» EXERCISE BRIEF: For the listing below, output exactly the lines from the line with "repository 197b1aefb663d6ba" up to and including the line with "their owning collection's", and no other lines.
RECORDS: Begin
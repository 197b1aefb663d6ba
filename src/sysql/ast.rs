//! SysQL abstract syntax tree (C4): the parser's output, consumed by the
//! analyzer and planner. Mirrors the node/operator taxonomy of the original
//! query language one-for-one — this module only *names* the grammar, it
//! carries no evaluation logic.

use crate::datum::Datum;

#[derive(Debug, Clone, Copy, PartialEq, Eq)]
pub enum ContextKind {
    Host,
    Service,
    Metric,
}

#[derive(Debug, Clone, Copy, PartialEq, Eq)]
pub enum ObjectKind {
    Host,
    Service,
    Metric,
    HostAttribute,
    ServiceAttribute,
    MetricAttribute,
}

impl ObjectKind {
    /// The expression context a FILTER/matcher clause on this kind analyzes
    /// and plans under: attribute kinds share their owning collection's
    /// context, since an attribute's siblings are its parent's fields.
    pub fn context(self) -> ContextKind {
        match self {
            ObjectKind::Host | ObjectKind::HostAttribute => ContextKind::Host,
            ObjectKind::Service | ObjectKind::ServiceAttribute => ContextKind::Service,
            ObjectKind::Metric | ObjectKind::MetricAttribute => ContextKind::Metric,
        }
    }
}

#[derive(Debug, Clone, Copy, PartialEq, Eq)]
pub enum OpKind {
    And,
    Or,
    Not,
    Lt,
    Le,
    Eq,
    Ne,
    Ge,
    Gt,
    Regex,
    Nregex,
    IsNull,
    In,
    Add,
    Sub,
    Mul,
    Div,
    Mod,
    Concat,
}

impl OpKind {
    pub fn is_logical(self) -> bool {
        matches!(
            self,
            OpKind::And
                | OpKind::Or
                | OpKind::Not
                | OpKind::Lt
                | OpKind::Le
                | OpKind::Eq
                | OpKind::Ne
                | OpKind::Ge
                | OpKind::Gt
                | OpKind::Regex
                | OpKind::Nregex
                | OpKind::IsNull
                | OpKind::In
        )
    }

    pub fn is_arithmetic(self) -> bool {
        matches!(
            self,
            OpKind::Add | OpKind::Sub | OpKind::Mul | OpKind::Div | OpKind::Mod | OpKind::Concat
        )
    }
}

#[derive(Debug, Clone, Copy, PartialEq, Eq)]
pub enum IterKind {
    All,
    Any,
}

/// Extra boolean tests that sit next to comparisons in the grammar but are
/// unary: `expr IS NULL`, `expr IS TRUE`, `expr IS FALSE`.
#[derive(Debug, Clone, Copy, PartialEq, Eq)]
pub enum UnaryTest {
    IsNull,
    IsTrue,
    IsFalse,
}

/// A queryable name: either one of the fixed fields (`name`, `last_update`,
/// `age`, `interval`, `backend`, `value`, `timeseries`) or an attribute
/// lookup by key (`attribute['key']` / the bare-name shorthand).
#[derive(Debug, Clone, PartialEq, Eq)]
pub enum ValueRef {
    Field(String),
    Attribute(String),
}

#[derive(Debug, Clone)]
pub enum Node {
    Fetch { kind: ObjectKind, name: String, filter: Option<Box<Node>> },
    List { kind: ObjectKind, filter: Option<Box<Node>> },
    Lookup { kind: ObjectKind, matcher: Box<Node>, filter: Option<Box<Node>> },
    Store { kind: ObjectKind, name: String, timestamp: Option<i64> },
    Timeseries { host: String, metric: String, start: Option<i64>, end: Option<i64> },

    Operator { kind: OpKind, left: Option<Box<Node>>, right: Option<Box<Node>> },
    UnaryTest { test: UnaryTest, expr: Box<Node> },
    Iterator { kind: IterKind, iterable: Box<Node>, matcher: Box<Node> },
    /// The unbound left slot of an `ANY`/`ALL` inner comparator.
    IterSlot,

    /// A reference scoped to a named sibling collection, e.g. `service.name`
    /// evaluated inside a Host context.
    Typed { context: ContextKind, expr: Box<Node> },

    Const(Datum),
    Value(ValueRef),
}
RECORDS: End
RECORDS: Begin
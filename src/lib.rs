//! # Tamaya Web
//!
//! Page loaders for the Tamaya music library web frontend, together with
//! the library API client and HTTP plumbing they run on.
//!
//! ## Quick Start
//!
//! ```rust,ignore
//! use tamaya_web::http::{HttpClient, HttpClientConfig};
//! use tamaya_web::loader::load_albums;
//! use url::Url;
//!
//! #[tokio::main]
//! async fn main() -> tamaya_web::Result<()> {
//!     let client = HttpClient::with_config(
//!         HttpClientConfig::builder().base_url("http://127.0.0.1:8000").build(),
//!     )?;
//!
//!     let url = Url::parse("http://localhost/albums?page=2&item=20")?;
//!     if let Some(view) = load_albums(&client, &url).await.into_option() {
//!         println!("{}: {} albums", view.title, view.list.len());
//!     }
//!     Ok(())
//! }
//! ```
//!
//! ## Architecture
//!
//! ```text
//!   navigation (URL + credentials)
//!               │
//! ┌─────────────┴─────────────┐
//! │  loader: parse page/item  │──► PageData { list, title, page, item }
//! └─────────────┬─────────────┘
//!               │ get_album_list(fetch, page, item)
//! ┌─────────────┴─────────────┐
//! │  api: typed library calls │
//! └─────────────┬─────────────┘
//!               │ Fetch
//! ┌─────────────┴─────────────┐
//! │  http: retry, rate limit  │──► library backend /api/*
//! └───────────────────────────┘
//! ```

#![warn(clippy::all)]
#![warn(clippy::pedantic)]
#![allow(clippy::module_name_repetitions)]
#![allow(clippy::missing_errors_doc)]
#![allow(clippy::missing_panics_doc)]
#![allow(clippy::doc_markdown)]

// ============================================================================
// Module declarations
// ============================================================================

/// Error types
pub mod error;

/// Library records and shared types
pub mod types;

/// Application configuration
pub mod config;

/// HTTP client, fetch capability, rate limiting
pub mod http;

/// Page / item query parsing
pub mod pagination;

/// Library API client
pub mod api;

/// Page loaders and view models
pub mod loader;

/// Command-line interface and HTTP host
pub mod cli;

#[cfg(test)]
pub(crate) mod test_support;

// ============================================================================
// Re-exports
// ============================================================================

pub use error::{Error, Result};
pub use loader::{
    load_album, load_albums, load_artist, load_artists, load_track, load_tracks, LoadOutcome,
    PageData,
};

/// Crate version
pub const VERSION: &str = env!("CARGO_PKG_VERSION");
RECORDS: End
RECORDS: Begin
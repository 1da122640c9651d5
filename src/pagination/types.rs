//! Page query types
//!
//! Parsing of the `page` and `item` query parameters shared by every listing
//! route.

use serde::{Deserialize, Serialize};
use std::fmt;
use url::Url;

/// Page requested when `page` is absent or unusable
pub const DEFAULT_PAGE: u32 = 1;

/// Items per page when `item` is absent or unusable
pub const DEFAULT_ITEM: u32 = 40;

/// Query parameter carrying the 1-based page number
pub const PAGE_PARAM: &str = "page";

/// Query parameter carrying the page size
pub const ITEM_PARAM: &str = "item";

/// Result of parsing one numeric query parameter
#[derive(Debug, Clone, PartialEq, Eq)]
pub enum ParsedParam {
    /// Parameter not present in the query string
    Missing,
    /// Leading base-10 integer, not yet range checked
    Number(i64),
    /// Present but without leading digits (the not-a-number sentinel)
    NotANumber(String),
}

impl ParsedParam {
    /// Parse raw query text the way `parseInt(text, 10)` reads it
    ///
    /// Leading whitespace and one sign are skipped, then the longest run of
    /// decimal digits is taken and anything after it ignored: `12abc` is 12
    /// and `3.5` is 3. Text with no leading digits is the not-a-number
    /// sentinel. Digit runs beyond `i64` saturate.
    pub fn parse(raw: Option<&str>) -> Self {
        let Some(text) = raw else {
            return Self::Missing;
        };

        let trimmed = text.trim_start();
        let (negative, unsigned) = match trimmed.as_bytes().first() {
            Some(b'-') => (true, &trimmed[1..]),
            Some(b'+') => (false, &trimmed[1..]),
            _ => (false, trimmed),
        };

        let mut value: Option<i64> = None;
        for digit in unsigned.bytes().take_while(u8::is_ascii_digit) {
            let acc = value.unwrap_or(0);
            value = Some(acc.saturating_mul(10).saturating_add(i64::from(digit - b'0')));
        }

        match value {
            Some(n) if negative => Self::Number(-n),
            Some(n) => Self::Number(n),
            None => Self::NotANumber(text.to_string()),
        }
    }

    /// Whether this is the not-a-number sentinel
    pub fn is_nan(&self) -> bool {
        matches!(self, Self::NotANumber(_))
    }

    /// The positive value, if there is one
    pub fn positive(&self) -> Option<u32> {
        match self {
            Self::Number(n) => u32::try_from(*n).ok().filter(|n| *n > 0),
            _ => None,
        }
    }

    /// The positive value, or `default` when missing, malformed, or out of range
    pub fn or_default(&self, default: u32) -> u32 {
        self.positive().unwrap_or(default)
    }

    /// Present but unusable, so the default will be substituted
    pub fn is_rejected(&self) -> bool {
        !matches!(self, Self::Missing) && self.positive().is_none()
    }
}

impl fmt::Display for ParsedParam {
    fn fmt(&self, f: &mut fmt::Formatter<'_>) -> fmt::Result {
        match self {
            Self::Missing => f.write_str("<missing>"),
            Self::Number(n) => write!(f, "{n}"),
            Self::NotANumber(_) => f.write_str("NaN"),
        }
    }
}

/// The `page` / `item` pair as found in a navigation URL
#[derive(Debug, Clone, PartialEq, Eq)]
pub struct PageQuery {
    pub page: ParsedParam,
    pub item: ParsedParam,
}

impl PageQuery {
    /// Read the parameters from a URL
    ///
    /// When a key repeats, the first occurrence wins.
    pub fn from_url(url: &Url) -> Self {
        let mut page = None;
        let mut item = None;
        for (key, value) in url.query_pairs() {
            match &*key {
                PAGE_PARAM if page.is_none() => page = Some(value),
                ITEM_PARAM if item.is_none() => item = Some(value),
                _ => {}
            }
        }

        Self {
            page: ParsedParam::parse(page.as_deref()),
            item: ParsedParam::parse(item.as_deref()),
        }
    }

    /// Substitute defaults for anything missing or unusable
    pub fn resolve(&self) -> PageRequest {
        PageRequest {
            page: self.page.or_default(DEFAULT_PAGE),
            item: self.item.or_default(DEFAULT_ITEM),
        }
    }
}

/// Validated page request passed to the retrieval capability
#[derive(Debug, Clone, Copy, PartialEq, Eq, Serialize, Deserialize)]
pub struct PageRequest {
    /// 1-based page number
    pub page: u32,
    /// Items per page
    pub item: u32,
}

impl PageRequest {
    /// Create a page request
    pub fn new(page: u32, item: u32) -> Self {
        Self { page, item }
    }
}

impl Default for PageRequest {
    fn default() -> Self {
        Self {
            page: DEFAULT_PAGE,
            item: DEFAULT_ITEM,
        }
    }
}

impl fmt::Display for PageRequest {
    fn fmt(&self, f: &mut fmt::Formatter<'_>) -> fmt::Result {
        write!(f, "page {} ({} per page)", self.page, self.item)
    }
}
RECORDS: End
» WORKED SOLUTION:
repository 197b1aefb663d6ba
filename src/sysql/ast.rs
//! SysQL abstract syntax tree (C4): the parser's output, consumed by the
//! analyzer and planner. Mirrors the node/operator taxonomy of the original
//! query language one-for-one — this module only *names* the grammar, it
//! carries no evaluation logic.

use crate::datum::Datum;

#[derive(Debug, Clone, Copy, PartialEq, Eq)]
pub enum ContextKind {
    Host,
    Service,
    Metric,
}

#[derive(Debug, Clone, Copy, PartialEq, Eq)]
pub enum ObjectKind {
    Host,
    Service,
    Metric,
    HostAttribute,
    ServiceAttribute,
    MetricAttribute,
}

impl ObjectKind {
    /// The expression context a FILTER/matcher clause on this kind analyzes
    /// and plans under: attribute kinds share their owning collection's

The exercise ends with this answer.